## WORK TO BE COMPLETED
Reproduce the opening lines of the records exactly, please, stopping after the line that contains "same targets a".

┏━━

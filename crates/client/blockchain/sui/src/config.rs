//! Ledger deployment configuration.
//!
//! The workspace talks to the in-process `battleship` module only. The
//! deployment ids can still be overridden so calls carry the same targets a
//! published package would.

use std::env;

use client_blockchain_core::ObjectId;

use crate::contracts::BattleshipContract;
use crate::error::{Result, SuiError};

/// Network names accepted in `SUI_NETWORK`.
const LOCAL_NETWORKS: [&str; 2] = ["local", "localnet"];

/// Deployment of the battleship module.
#[derive(Debug, Clone, Default, PartialEq, Eq)]
pub struct SuiConfig {
    /// Package ID of the deployed battleship module
    pub package_id: Option<String>,

    /// Shared object holding every game
    pub state_object_id: Option<ObjectId>,
}

impl SuiConfig {
    /// Load configuration from environment variables.
    ///
    /// - `SUI_NETWORK` - must be `local` when set; remote networks have no
    ///   submitter and are rejected
    /// - `SUI_PACKAGE_ID` - Deployed battleship package ID
    /// - `SUI_STATE_OBJECT_ID` - Shared game state object ID
    pub fn from_env() -> Result<Self> {
        if let Ok(network) = env::var("SUI_NETWORK") {
            check_network(&network)?;
        }

        let state_object_id = env::var("SUI_STATE_OBJECT_ID")
            .ok()
            .map(|value| {
                ObjectId::from_hex(&value)
                    .map_err(|e| SuiError::InvalidConfig(format!("SUI_STATE_OBJECT_ID: {e}")))
            })
            .transpose()?;

        let config = Self {
            package_id: env::var("SUI_PACKAGE_ID").ok(),
            state_object_id,
        };
        config.validate()?;
        Ok(config)
    }

    pub fn with_package_id(mut self, package_id: String) -> Self {
        self.package_id = Some(package_id);
        self
    }

    pub fn with_state_object(mut self, id: ObjectId) -> Self {
        self.state_object_id = Some(id);
        self
    }

    pub fn validate(&self) -> Result<()> {
        if self.package_id.as_deref() == Some("") {
            return Err(SuiError::InvalidConfig("Package ID cannot be empty".to_string()));
        }
        Ok(())
    }

    /// Call builder for the configured deployment. Unset ids fall back to the
    /// emulator's fixed ones.
    pub fn contract(&self) -> Result<BattleshipContract> {
        self.validate()?;
        let local = BattleshipContract::local();
        Ok(BattleshipContract::new(
            self.package_id.clone().unwrap_or(local.package_id),
            self.state_object_id.unwrap_or(local.state_object),
        ))
    }
}

fn check_network(value: &str) -> Result<()> {
    let name = value.trim().to_lowercase();
    if LOCAL_NETWORKS.contains(&name.as_str()) {
        return Ok(());
    }
    Err(SuiError::InvalidConfig(format!(
        "Unsupported SUI_NETWORK: {value}. Only the local ledger is available"
    )))
}
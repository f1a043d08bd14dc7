//! Ledger boundary for the battleship turn protocol.
//!
//! The protocol never talks to a chain directly. It builds a
//! [`CallDescriptor`] (target function path plus positional arguments),
//! hands it to a [`LedgerGateway`], and reads back an [`ExecutionResult`]
//! (accepted flag, emitted events, status). Reads go through
//! [`LedgerGateway::query_game`], which returns the ledger's authoritative
//! session.
//!
//! # Architecture
//!
//! ```text
//! TurnProtocol ──► CallDescriptor ──► LedgerGateway ──► ExecutionResult
//!                                        │
//!                                        ├── LocalLedger (in-process emulation)
//!                                        └── RecordingLedger (tests, `mock` feature)
//! ```
//!
//! # Usage
//!
//! ```ignore
//! use client_blockchain_core::{CallArg, CallDescriptor, LedgerGateway};
//!
//! async fn open(ledger: &dyn LedgerGateway, call: CallDescriptor) {
//!     let result = ledger.call(call).await?;
//!     assert!(result.accepted);
//! }
//! ```

pub mod traits;
pub mod types;

#[cfg(any(test, feature = "mock"))]
pub mod mock;

pub use traits::{LedgerGateway, TransportError};

pub use types::{
    Address, CallArg, CallDescriptor, ExecutionResult, ExecutionStatus, GameId, LedgerEvent,
    ObjectId, OnChainGame, TransactionId,
};

#[cfg(any(test, feature = "mock"))]
pub use mock::RecordingLedger;
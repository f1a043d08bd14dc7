//! battleship Move module integration.
//!
//! ## Move Contract Reference
//!
//! ```move
//! module battleship::battleship {
//!     public struct State has key { id: UID, games: Table<u64, Game>, game_count: u64 }
//!
//!     entry fun new_game(state: &mut State, commitment: vector<u8>, proof: vector<u8>, ctx: &TxContext);
//!     entry fun join_game(state: &mut State, game: u64, commitment: vector<u8>, proof: vector<u8>, ctx: &TxContext);
//!     entry fun first_turn(state: &mut State, game: u64, x: u8, y: u8, ctx: &TxContext);
//!     entry fun turn(state: &mut State, game: u64, nonce: u64, hit: bool, proof: vector<u8>, x: u8, y: u8, ctx: &TxContext);
//!     entry fun final_turn(state: &mut State, game: u64, nonce: u64, proof: vector<u8>, ctx: &TxContext);
//! }
//! ```
//!
//! Builders return unsigned descriptors with an all-zero sender; signing
//! fills in the sender.

use std::fmt;
use std::str::FromStr;

use client_blockchain_core::{Address, CallArg, CallDescriptor, GameId, ObjectId, TransportError};
use game_core::Coordinate;
use zk::EncodedProof;

pub const MODULE: &str = "battleship";

/// Package id the local emulator answers to.
pub const LOCAL_PACKAGE_ID: &str = "0xba77";
/// State object id the local emulator answers to.
pub const LOCAL_STATE_OBJECT: ObjectId = ObjectId([0x5e; 32]);

/// Entry functions of the module.
#[derive(Clone, Copy, Debug, PartialEq, Eq, Hash)]
pub enum BattleshipFunction {
    NewGame,
    JoinGame,
    FirstTurn,
    Turn,
    FinalTurn,
}

impl BattleshipFunction {
    pub const fn name(self) -> &'static str {
        match self {
            Self::NewGame => "new_game",
            Self::JoinGame => "join_game",
            Self::FirstTurn => "first_turn",
            Self::Turn => "turn",
            Self::FinalTurn => "final_turn",
        }
    }
}

impl fmt::Display for BattleshipFunction {
    fn fmt(&self, f: &mut fmt::Formatter<'_>) -> fmt::Result {
        f.write_str(self.name())
    }
}

impl FromStr for BattleshipFunction {
    type Err = String;

    fn from_str(s: &str) -> Result<Self, Self::Err> {
        match s {
            "new_game" => Ok(Self::NewGame),
            "join_game" => Ok(Self::JoinGame),
            "first_turn" => Ok(Self::FirstTurn),
            "turn" => Ok(Self::Turn),
            "final_turn" => Ok(Self::FinalTurn),
            other => Err(format!("unknown battleship function `{other}`")),
        }
    }
}

/// Deployment ids plus call builders.
#[derive(Clone, Debug, PartialEq, Eq)]
pub struct BattleshipContract {
    pub package_id: String,
    pub state_object: ObjectId,
}

impl BattleshipContract {
    pub fn new(package_id: String, state_object: ObjectId) -> Self {
        Self {
            package_id,
            state_object,
        }
    }

    /// Ids of the in-process emulator.
    pub fn local() -> Self {
        Self::new(LOCAL_PACKAGE_ID.to_string(), LOCAL_STATE_OBJECT)
    }

    /// `{package}::battleship::{function}`.
    pub fn target(&self, function: BattleshipFunction) -> String {
        format!("{}::{}::{}", self.package_id, MODULE, function.name())
    }

    /// Splits a target into its function if it addresses this deployment.
    pub fn parse_target(&self, target: &str) -> Option<BattleshipFunction> {
        let prefix = format!("{}::{}::", self.package_id, MODULE);
        target.strip_prefix(&prefix)?.parse().ok()
    }

    fn call(
        &self,
        function: BattleshipFunction,
        mut args: Vec<CallArg>,
    ) -> CallDescriptor {
        args.insert(0, CallArg::Object(self.state_object));
        CallDescriptor::new(self.target(function), args, Address([0; 32]))
    }

    pub fn new_game(
        &self,
        commitment: &[u8; 32],
        proof: &EncodedProof,
    ) -> Result<CallDescriptor, TransportError> {
        Ok(self.call(
            BattleshipFunction::NewGame,
            vec![
                CallArg::pure(commitment.as_slice())?,
                CallArg::pure(proof.as_bytes())?,
            ],
        ))
    }

    pub fn join_game(
        &self,
        game: GameId,
        commitment: &[u8; 32],
        proof: &EncodedProof,
    ) -> Result<CallDescriptor, TransportError> {
        Ok(self.call(
            BattleshipFunction::JoinGame,
            vec![
                CallArg::pure(&game.0)?,
                CallArg::pure(commitment.as_slice())?,
                CallArg::pure(proof.as_bytes())?,
            ],
        ))
    }

    pub fn first_turn(&self, game: GameId, shot: Coordinate) -> Result<CallDescriptor, TransportError> {
        Ok(self.call(
            BattleshipFunction::FirstTurn,
            vec![
                CallArg::pure(&game.0)?,
                CallArg::pure(&shot.x)?,
                CallArg::pure(&shot.y)?,
            ],
        ))
    }

    /// Reports shot `nonce` and fires `next_shot`.
    pub fn turn(
        &self,
        game: GameId,
        nonce: u64,
        hit: bool,
        proof: &EncodedProof,
        next_shot: Coordinate,
    ) -> Result<CallDescriptor, TransportError> {
        Ok(self.call(
            BattleshipFunction::Turn,
            vec![
                CallArg::pure(&game.0)?,
                CallArg::pure(&nonce)?,
                CallArg::pure(&hit)?,
                CallArg::pure(proof.as_bytes())?,
                CallArg::pure(&next_shot.x)?,
                CallArg::pure(&next_shot.y)?,
            ],
        ))
    }

    /// Reports the hit on the last unsunk cell. No reciprocal shot.
    pub fn final_turn(
        &self,
        game: GameId,
        nonce: u64,
        proof: &EncodedProof,
    ) -> Result<CallDescriptor, TransportError> {
        Ok(self.call(
            BattleshipFunction::FinalTurn,
            vec![
                CallArg::pure(&game.0)?,
                CallArg::pure(&nonce)?,
                CallArg::pure(proof.as_bytes())?,
            ],
        ))
    }
}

┗━━

## SOLUTION
filename crates/client/blockchain/sui/src/config.rs
//! Ledger deployment configuration.
//!
//! The workspace talks to the in-process `battleship` module only. The
//! deployment ids can still be overridden so calls carry the same targets a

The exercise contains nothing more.